Stored items from a collection:

== == ==

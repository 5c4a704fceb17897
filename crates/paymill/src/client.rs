//! # Paymill Client
//!
//! Owns the HTTP client, the immutable request builder and the resource
//! namespaces. Every call prepares one request synchronously and returns an
//! `ApiCall`. The request is sent when the call is awaited, spawned or given
//! a callback. A call dropped without any of these is sent in the background
//! and its outcome is discarded.

use crate::config::PaymillConfig;
use crate::resources::{
    Clients, Offers, Payments, Preauthorizations, Refunds, Subscriptions, Transactions, Webhooks,
};
use paymill_core::{
    Endpoint, Envelope, HttpMethod, Params, PaymillError, PaymillResult, PreparedRequest,
    RequestBuilder, ResponseBuffer,
};
use reqwest::{Client, Method};
use serde::de::DeserializeOwned;
use serde_json::Value;
use std::future::{Future, IntoFuture};
use std::pin::Pin;
use std::sync::Arc;
use tokio::runtime::Handle;
use tokio::task::JoinHandle;
use tracing::{debug, instrument, warn};

/// Paymill API client
///
/// Cheap to clone; clones share the HTTP connection pool and the
/// precomputed authorization header.
#[derive(Clone, Debug)]
pub struct Paymill {
    inner: Arc<Inner>,
}

#[derive(Debug)]
struct Inner {
    config: PaymillConfig,
    http: Client,
    requests: RequestBuilder,
}

impl Paymill {
    /// Create a client for `api_key` against API version `v2.1`
    pub fn new(api_key: impl Into<String>) -> PaymillResult<Self> {
        Self::with_config(PaymillConfig::new(api_key))
    }

    /// Create from environment variables
    pub fn from_env() -> PaymillResult<Self> {
        Self::with_config(PaymillConfig::from_env()?)
    }

    pub fn with_config(config: PaymillConfig) -> PaymillResult<Self> {
        let mut builder = Client::builder();
        if let Some(timeout) = config.timeout {
            builder = builder.timeout(timeout);
        }
        let http = builder.build().map_err(|e| {
            PaymillError::Configuration(format!("Failed to create HTTP client: {}", e))
        })?;
        Ok(Self::from_parts(config, http))
    }

    fn from_parts(config: PaymillConfig, http: Client) -> Self {
        let requests = RequestBuilder::new(&config.api_key, config.api_version.clone());
        Self {
            inner: Arc::new(Inner {
                config,
                http,
                requests,
            }),
        }
    }

    /// Another client bound to a different API version, same key.
    pub fn with_version(&self, api_version: impl Into<String>) -> Self {
        let config = self.inner.config.clone().with_api_version(api_version);
        Self::from_parts(config, self.inner.http.clone())
    }

    pub fn config(&self) -> &PaymillConfig {
        &self.inner.config
    }

    pub fn api_version(&self) -> &str {
        self.inner.requests.api_version()
    }

    pub fn clients(&self) -> Clients<'_> {
        Clients::new(self)
    }

    pub fn offers(&self) -> Offers<'_> {
        Offers::new(self)
    }

    pub fn payments(&self) -> Payments<'_> {
        Payments::new(self)
    }

    pub fn preauthorizations(&self) -> Preauthorizations<'_> {
        Preauthorizations::new(self)
    }

    pub fn refunds(&self) -> Refunds<'_> {
        Refunds::new(self)
    }

    pub fn subscriptions(&self) -> Subscriptions<'_> {
        Subscriptions::new(self)
    }

    pub fn transactions(&self) -> Transactions<'_> {
        Transactions::new(self)
    }

    pub fn webhooks(&self) -> Webhooks<'_> {
        Webhooks::new(self)
    }

    /// Prepare a request for a path the resource table does not cover.
    ///
    /// `path` is relative to the version prefix, e.g. `/clients`.
    pub fn request(&self, method: HttpMethod, path: &str, params: Params) -> PaymillResult<ApiCall> {
        let request = self.inner.requests.build(method, path, params)?;
        Ok(self.prepared(request))
    }

    pub(crate) fn call(
        &self,
        endpoint: Endpoint,
        id: Option<&str>,
        params: Params,
    ) -> PaymillResult<ApiCall> {
        let request = self.inner.requests.endpoint(endpoint, id, params)?;
        Ok(self.prepared(request))
    }

    fn prepared(&self, request: PreparedRequest) -> ApiCall {
        ApiCall {
            client: self.clone(),
            request,
            started: false,
        }
    }

    #[instrument(skip(self, request), fields(method = %request.method, path = %request.path))]
    async fn execute(&self, request: &PreparedRequest) -> PaymillResult<Value> {
        let url = self.inner.config.url_for(&request.path);

        let mut builder = self.inner.http.request(reqwest_method(request.method), &url);
        for (name, value) in &request.headers {
            builder = builder.header(name.as_str(), value.as_str());
        }
        if !request.method.is_read() {
            builder = builder.body(request.body.clone());
        }

        debug!(body_len = request.body.len(), "Sending Paymill request");

        let mut response = builder.send().await.map_err(PaymillError::transport)?;

        let mut buffer = ResponseBuffer::new(response.status().as_u16());
        while let Some(chunk) = response.chunk().await.map_err(PaymillError::transport)? {
            buffer.push(&chunk);
        }

        debug!(status = buffer.status(), bytes = buffer.len(), "Received Paymill response");

        buffer.finish()
    }
}

fn reqwest_method(method: HttpMethod) -> Method {
    match method {
        HttpMethod::Get => Method::GET,
        HttpMethod::Post => Method::POST,
        HttpMethod::Put => Method::PUT,
        HttpMethod::Delete => Method::DELETE,
    }
}

/// One prepared API call
///
/// Resolves exactly once, to the parsed JSON body or a `PaymillError`.
/// Pick a completion style:
///
/// ```rust,ignore
/// // awaitable
/// let client = paymill.clients().details("client_88a388d9dd48f86c3136")?.await?;
///
/// // callback
/// paymill.clients().list(Params::new())?.on_complete(|result| match result {
///     Ok(list) => println!("{}", list["data_count"]),
///     Err(err) => eprintln!("{}", err),
/// })?;
///
/// // no handler: sent in the background when dropped
/// paymill.clients().remove("client_88a388d9dd48f86c3136")?;
/// ```
#[must_use = "a dropped ApiCall is still sent, but its outcome is lost"]
#[derive(Debug)]
pub struct ApiCall {
    client: Paymill,
    request: PreparedRequest,
    started: bool,
}

impl ApiCall {
    /// The request that will be sent
    pub fn request(&self) -> &PreparedRequest {
        &self.request
    }

    /// Send the request and normalize the response.
    pub async fn send(self) -> PaymillResult<Value> {
        let (client, request) = self.start();
        client.execute(&request).await
    }

    /// Send and deserialize the `data` envelope into `T`.
    pub async fn send_as<T: DeserializeOwned>(self) -> PaymillResult<Envelope<T>> {
        Envelope::from_value(self.send().await?)
    }

    /// Send in the background without a handler.
    ///
    /// The request runs to completion even if the handle is dropped.
    pub fn spawn(self) -> PaymillResult<JoinHandle<PaymillResult<Value>>> {
        let runtime = current_runtime()?;
        Ok(runtime.spawn(self.send()))
    }

    /// Send in the background and hand the outcome to `callback` once.
    pub fn on_complete<F>(self, callback: F) -> PaymillResult<JoinHandle<()>>
    where
        F: FnOnce(PaymillResult<Value>) + Send + 'static,
    {
        let runtime = current_runtime()?;
        Ok(runtime.spawn(async move {
            let result = self.send().await;
            callback(result);
        }))
    }

    fn start(mut self) -> (Paymill, PreparedRequest) {
        self.started = true;
        (self.client.clone(), self.request.clone())
    }
}

fn current_runtime() -> PaymillResult<Handle> {
    Handle::try_current().map_err(|e| {
        PaymillError::Configuration(format!("No Tokio runtime to send the call on: {}", e))
    })
}

impl Drop for ApiCall {
    fn drop(&mut self) {
        if self.started {
            return;
        }
        let Ok(runtime) = Handle::try_current() else {
            warn!(path = %self.request.path, "ApiCall dropped outside a Tokio runtime, request not sent");
            return;
        };

        let client = self.client.clone();
        let request = self.request.clone();
        runtime.spawn(async move {
            if let Err(err) = client.execute(&request).await {
                warn!(path = %request.path, error = %err, "Unhandled Paymill call failed");
            }
        });
    }
}

impl IntoFuture for ApiCall {
    type Output = PaymillResult<Value>;
    type IntoFuture = Pin<Box<dyn Future<Output = Self::Output> + Send>>;

    fn into_future(self) -> Self::IntoFuture {
        Box::pin(self.send())
    }
}

#[cfg(test)]
mod tests {
    use super::*;

    #[test]
    fn test_with_version_keeps_key() {
        let paymill = Paymill::new("abc").unwrap();
        let v2 = paymill.with_version("v2");

        assert_eq!(paymill.api_version(), "v2.1");
        assert_eq!(v2.api_version(), "v2");
        assert_eq!(v2.config().api_key, "abc");

        let req = v2.clients().list(Params::new()).unwrap();
        assert_eq!(req.request().path, "/v2/clients");
        assert_eq!(req.request().header("authorization"), Some("Basic YWJjOg=="));
    }

    #[test]
    fn test_raw_request() {
        let paymill = Paymill::new("abc").unwrap();
        let call = paymill
            .request(HttpMethod::Get, "/checksums", Params::new().with("count", 1))
            .unwrap();
        assert_eq!(call.request().path, "/v2.1/checksums?count=1");
    }

    #[test]
    fn test_background_styles_need_a_runtime() {
        let paymill = Paymill::new("abc").unwrap();

        let err = paymill.clients().list(Params::new()).unwrap().spawn().unwrap_err();
        assert!(matches!(err, PaymillError::Configuration(_)));

        let err = paymill
            .clients()
            .list(Params::new())
            .unwrap()
            .on_complete(|_| {})
            .unwrap_err();
        assert!(matches!(err, PaymillError::Configuration(_)));
    }

    #[test]
    fn test_reqwest_methods() {
        assert_eq!(reqwest_method(HttpMethod::Get), Method::GET);
        assert_eq!(reqwest_method(HttpMethod::Delete), Method::DELETE);
    }
}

== == ==

» **Assignment**: Going back to the entries above, set down exactly the lines that begin at the one with "spawned or given" and end at the one with "precomputed authorization header.", both included, and nothing else.

» **Task response**:
//! `ApiCall`. The request is sent when the call is awaited, spawned or given
//! a callback. A call dropped without any of these is sent in the background
//! and its outcome is discarded.

use crate::config::PaymillConfig;
use crate::resources::{
    Clients, Offers, Payments, Preauthorizations, Refunds, Subscriptions, Transactions, Webhooks,
};
use paymill_core::{
    Endpoint, Envelope, HttpMethod, Params, PaymillError, PaymillResult, PreparedRequest,
    RequestBuilder, ResponseBuffer,
};
use reqwest::{Client, Method};
use serde::de::DeserializeOwned;
use serde_json::Value;
use std::future::{Future, IntoFuture};
use std::pin::Pin;
use std::sync::Arc;
use tokio::runtime::Handle;
use tokio::task::JoinHandle;
use tracing::{debug, instrument, warn};

/// Paymill API client
///
/// Cheap to clone; clones share the HTTP connection pool and the
/// precomputed authorization header.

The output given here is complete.